Bakka, Bekka or Beka (بكّا) is a village and municipality situated 85 km east of Beirut in the Rashaya District of the Beqaa Governorate in Lebanon. The population of the village is Sunni.

==Wadi Bakka==
The Wadi Bakka or Wadi Bekka runs alongside the village. The wadi was the scene of the Battle of Wadi Bakka where a Druze uprising was put down by Ibrahim Pasha of Egypt during the 1838 Druze revolt.

==Roman temple==
There are the ruins of a Roman temple in the village that are included in a group of Temples of Mount Hermon. George Taylor classified it as a prostylos temple and noted that the north and south walls remained standing and the podium floor had survived. The site has been heavily damaged by local construction of houses over the site. The temple featured an underground crypt that was accessible via one of the houses that had been built over it.

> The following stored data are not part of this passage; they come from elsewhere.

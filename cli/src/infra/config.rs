//! Infrastructure implementation of the `ConfigStore` port.

use anyhow::{Context, Result};
use std::path::PathBuf;

use crate::application::ports::ConfigStore;
use crate::domain::config::AssistantConfig;

/// Environment variable overriding the configuration path.
pub const CONFIG_ENV: &str = "GECOS_ASSISTANT_CONFIG";

/// System-wide configuration path.
pub const DEFAULT_CONFIG_PATH: &str = "/etc/gecos-assistant/config.yaml";

/// Production implementation of `ConfigStore` that reads a YAML file.
///
/// Resolution order: explicit path (`--config`), `GECOS_ASSISTANT_CONFIG`,
/// then [`DEFAULT_CONFIG_PATH`].
#[derive(Debug, Default)]
pub struct YamlConfigStore {
    explicit: Option<PathBuf>,
}

impl YamlConfigStore {
    #[must_use]
    pub fn new(explicit: Option<PathBuf>) -> Self {
        Self { explicit }
    }
}

impl ConfigStore for YamlConfigStore {
    fn load(&self) -> Result<AssistantConfig> {
        let path = self.path()?;
        if !path.exists() {
            return Ok(AssistantConfig::default());
        }
        let content = std::fs::read_to_string(&path)
            .with_context(|| format!("cannot read {}", path.display()))?;
        let config: AssistantConfig = serde_yaml::from_str(&content)
            .with_context(|| format!("cannot parse {}", path.display()))?;
        config
            .validate()
            .with_context(|| format!("invalid configuration in {}", path.display()))?;
        Ok(config)
    }

    fn path(&self) -> Result<PathBuf> {
        if let Some(path) = &self.explicit {
            return Ok(path.clone());
        }
        if let Some(val) = std::env::var(CONFIG_ENV)
            .ok()
            .filter(|v| !v.trim().is_empty())
        {
            return Ok(PathBuf::from(val));
        }
        Ok(PathBuf::from(DEFAULT_CONFIG_PATH))
    }
}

George Taylor divided up the Temples of Lebanon into three groups, one group of Temples of the Beqaa Valley lies north of the road from Beirut to Damascus. Second, there is the group in the area south of the same road, including the Wadi al-Taym and the western flank of Mount Hermon. Third, the group in the area west of a line drawn along the ridge of Mount Lebanon. There are relatively few temples along Lebanon's coastal plain. The Temples of Mount Hermon in Taylor's second group included Bakka and Ain Harcha, Aaiha, Deir El Aachayer, Dekweh, Yanta, Hebbariye, Ain Libbaya, Nebi Safa, Aaqbe, Khirbet El-Knese, Mejdal Anjar, Mdoukha.

Edward Robinson suggested that word bakka could have derived from the later Arabic meaning of crowd. Others have linked it to the Hebrew word bikha meaning plain.